The malware is pretty stealthy which makes it difficult for users to notice it installed on their devices. However, if you recall receiving a suspicious SMS claiming that you have a new voice message, clicked on the link, and installed the “app”, you need to act immediately. The first course of action is to secure all your accounts using a malware-free device. You also need to remove FluBot Malware (Android) as soon as possible, either using an anti-virus app or by taking the infected device to a professional.
FluBot Malware (Android) distribution methods
The malware seems to be spreading quite quickly, or at least it’s trying to. It’s mainly distributed via text messages that claim users have a new voicemail. Users have reported that they have received numerous messages on the same day, all from different numbers. The text message contains a link to the supposed voice message, which if clicked would direct users to an app called Voicemail71.APK. Downloading the app would infect the device with malware. There are also other “apps” that users are asked to download instead of Voicemail71.APK.
The messages distributing FluBot Malware all have very obvious grammar mistakes, which indicates that they are deliberate. Cybercriminals often use this technique to weed out users who may be less likely to fall for whatever the scam does next. Even if more suspicious users end up downloading this malicious app, they may quickly realize what’s going on and promptly get rid of it, not allowing malicious actors to steal anything.
For future reference, you should never click on links in text messages, even if they appear to come from safe phone numbers. Malicious actors use various techniques to make their messages appear like they’re coming from legitimate senders, which is why you should always be very careful. Keep in mind that your bank, government agency, delivery service, etc., will never send text messages that contain links, as that is considered to be an unsafe practice due to the misuse by malicious actors.
What does the malware do?
While the distribution method is rather basic and low-effort, the actual scam is rather sophisticated. When users click on the link and the download is complete, the installation process will request various permissions for the app, including write/read/send SMS messages, read contacts, start phone calls, keep the device awake, etc. The FluBot malware receives commands from a Command and Control (C&C) server and can be commanded to open URLs, upload SMS messages, uninstall apps, extract the contact list, and even disable Google Play Protect. And considering that it’s primarily a banking trojan, it can also display fake windows asking to provide banking information and credit card details.
Considering the trojan’s capabilities and stealth, it can be difficult to notice once it’s already installed. And while you go about your regular smartphone use, the malware would be stealing your login credentials, personal as well as banking information. The way it does that is by displaying fake login and other similar pages. For example, when you’re trying to log in to your online bank account, the malware could display a fake login window, and if you type in your login credentials and codes, they would be sent to the malicious actors behind this scam. The same applies to other personal information.
If malicious actors are successful in stealing personal and financial information, they can do a lot of damage. Cybercriminals could steal victim’s identities and their money.

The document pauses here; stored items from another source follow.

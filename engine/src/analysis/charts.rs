// Chart series handed to the plotting side. All values leave this module in reais.
use super::region::RegionMapper;
use super::statistics::to_reais;
use crate::data::dataset::{Dataset, LevelColumns};
use crate::data::filter::RecordFilter;
use shared::models::{
    ChartBundle, EducationLevel, LevelTotal, Region, RegionShares, RegionSlice, RegionTotal,
    ScatterPoint, ScatterSeries, StatePoint,
};
use shared::utils::brazilian_format;
use std::collections::BTreeMap;

/// Per-state sums of each level, in cents, keyed by state code.
pub type StateSums = BTreeMap<String, [f64; 3]>;

/// `columns` must come from `filtered.level_columns()`.
pub fn build_bundle(
    filtered: &Dataset,
    columns: &LevelColumns,
    filter: &RecordFilter,
    level: EducationLevel,
    mapper: &RegionMapper,
) -> ChartBundle {
    let title_suffix = format!(" - Level{}", filter.title());
    let values = columns.get(level);
    let sums = state_sums(filtered, columns);
    ChartBundle {
        generated_at: chrono::Utc::now(),
        filter_title: filter.title().trim().to_string(),
        column: level.column_name().to_string(),
        level_totals: level_totals(columns),
        region_rollup: region_rollup(filtered, values, mapper)
            .into_iter()
            .map(|rt| RegionTotal { region: rt.region, total: to_reais(rt.total) })
            .collect(),
        region_shares: region_shares(filtered, level, values, mapper, &title_suffix),
        state_distribution: state_distribution(&sums, mapper),
        scatter: state_scatter(&sums, mapper),
    }
}

/// Bar chart: total of each level over the filtered rows.
pub fn level_totals(columns: &LevelColumns) -> Vec<LevelTotal> {
    EducationLevel::ALL
        .iter()
        .map(|level| {
            let total = to_reais(sum_present(columns.get(*level)));
            LevelTotal {
                level: *level,
                column: level.column_name().to_string(),
                display_name: level.display_name().to_string(),
                total,
                value_label: brazilian_format::format_currency_whole(total),
            }
        })
        .collect()
}

/// Sum of one level column per region, in the normalized source unit (cents).
///
/// Every region is present in the fixed order, zero when nothing maps to it.
/// Rows whose state has no region are left out.
pub fn region_rollup(dataset: &Dataset, values: &[Option<f64>], mapper: &RegionMapper) -> Vec<RegionTotal> {
    let mut totals: BTreeMap<Region, f64> = BTreeMap::new();
    for (record, value) in dataset.records().iter().zip(values) {
        if let (Some(region), Some(value)) = (mapper.region_for(&record.state_code), value) {
            *totals.entry(region).or_insert(0.0) += value;
        }
    }
    Region::ALL
        .iter()
        .map(|region| RegionTotal {
            region: *region,
            total: totals.get(region).copied().unwrap_or(0.0),
        })
        .collect()
}

/// Pie chart: share of each region over strictly positive values.
///
/// `None` when there is nothing positive to show.
pub fn region_shares(
    dataset: &Dataset,
    level: EducationLevel,
    values: &[Option<f64>],
    mapper: &RegionMapper,
    title_suffix: &str,
) -> Option<RegionShares> {
    let mut totals: BTreeMap<Region, f64> = BTreeMap::new();
    for (record, value) in dataset.records().iter().zip(values) {
        let value = match value {
            Some(v) if *v > 0.0 => to_reais(*v),
            _ => continue,
        };
        if let Some(region) = mapper.region_for(&record.state_code) {
            *totals.entry(region).or_insert(0.0) += value;
        }
    }
    if totals.is_empty() {
        tracing::info!(column = level.column_name(), "No positive values for the region pie");
        return None;
    }

    let total: f64 = totals.values().sum();
    if total <= 0.0 {
        return None;
    }

    let slices = Region::ALL
        .iter()
        .map(|region| {
            let value = totals.get(region).copied().unwrap_or(0.0);
            let percent = value / total * 100.0;
            let amount = brazilian_format::format_currency_whole(value);
            RegionSlice {
                region: *region,
                total: value,
                percent,
                slice_label: format!("{:.1}%\n{}", percent, amount),
                legend_label: format!("{} - {}", region.label(), amount),
            }
        })
        .collect();

    Some(RegionShares {
        title: format!("Share by region - {}{}", level.column_name(), title_suffix),
        total,
        slices,
    })
}

/// Boxplot input: per-state totals of every level, one point per (level, state).
pub fn state_distribution(sums: &StateSums, mapper: &RegionMapper) -> Vec<StatePoint> {
    EducationLevel::ALL
        .iter()
        .flat_map(|level| {
            sums.iter().map(move |(state, values)| StatePoint {
                state_code: state.clone(),
                level: *level,
                value: to_reais(values[level.index()]),
                region: mapper.region_for(state),
            })
        })
        .collect()
}

/// Scatter input: per-state totals for each pair of levels.
pub fn state_scatter(sums: &StateSums, mapper: &RegionMapper) -> Vec<ScatterSeries> {
    EducationLevel::PAIRS
        .iter()
        .map(|(x_level, y_level)| ScatterSeries {
            x_level: *x_level,
            y_level: *y_level,
            x_label: format!("{} (R$)", x_level.display_name()),
            y_label: format!("{} (R$)", y_level.display_name()),
            points: sums
                .iter()
                .map(|(state, values)| ScatterPoint {
                    state_code: state.clone(),
                    x: to_reais(values[x_level.index()]),
                    y: to_reais(values[y_level.index()]),
                    region: mapper.region_for(state),
                })
                .collect(),
        })
        .collect()
}

pub fn state_sums(dataset: &Dataset, columns: &LevelColumns) -> StateSums {
    let mut sums = StateSums::new();
    for (row, record) in dataset.records().iter().enumerate() {
        let entry = sums.entry(record.state_code.clone()).or_insert([0.0; 3]);
        for level in EducationLevel::ALL {
            if let Some(Some(value)) = columns.get(level).get(row) {
                entry[level.index()] += value;
            }
        }
    }
    sums
}

fn sum_present(values: &[Option<f64>]) -> f64 {
    values.iter().flatten().sum()
}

FluBot Malware (Android) removal
Considering that it’s a very serious malware infection, you need to remove FluBot Malware (Android) immediately. If you recall clicking on a questionable text message that led to you downloading some app, you need to install a security app to scan your device. If you do not feel confident you can delete FluBot Malware (Android) yourself, take your device to professionals who will do it for you.
It should also be said that removing the malware is not the only thing you need to do. Since the malware is capable of recording passwords, assume that every password you have entered since the malware infection has been stolen. You need to change all your passwords immediately but make sure to do it on a clean device. If you have accessed your online bank account or typed in your payment card details, you need to contact your bank and monitor all your transactions for anything suspicious.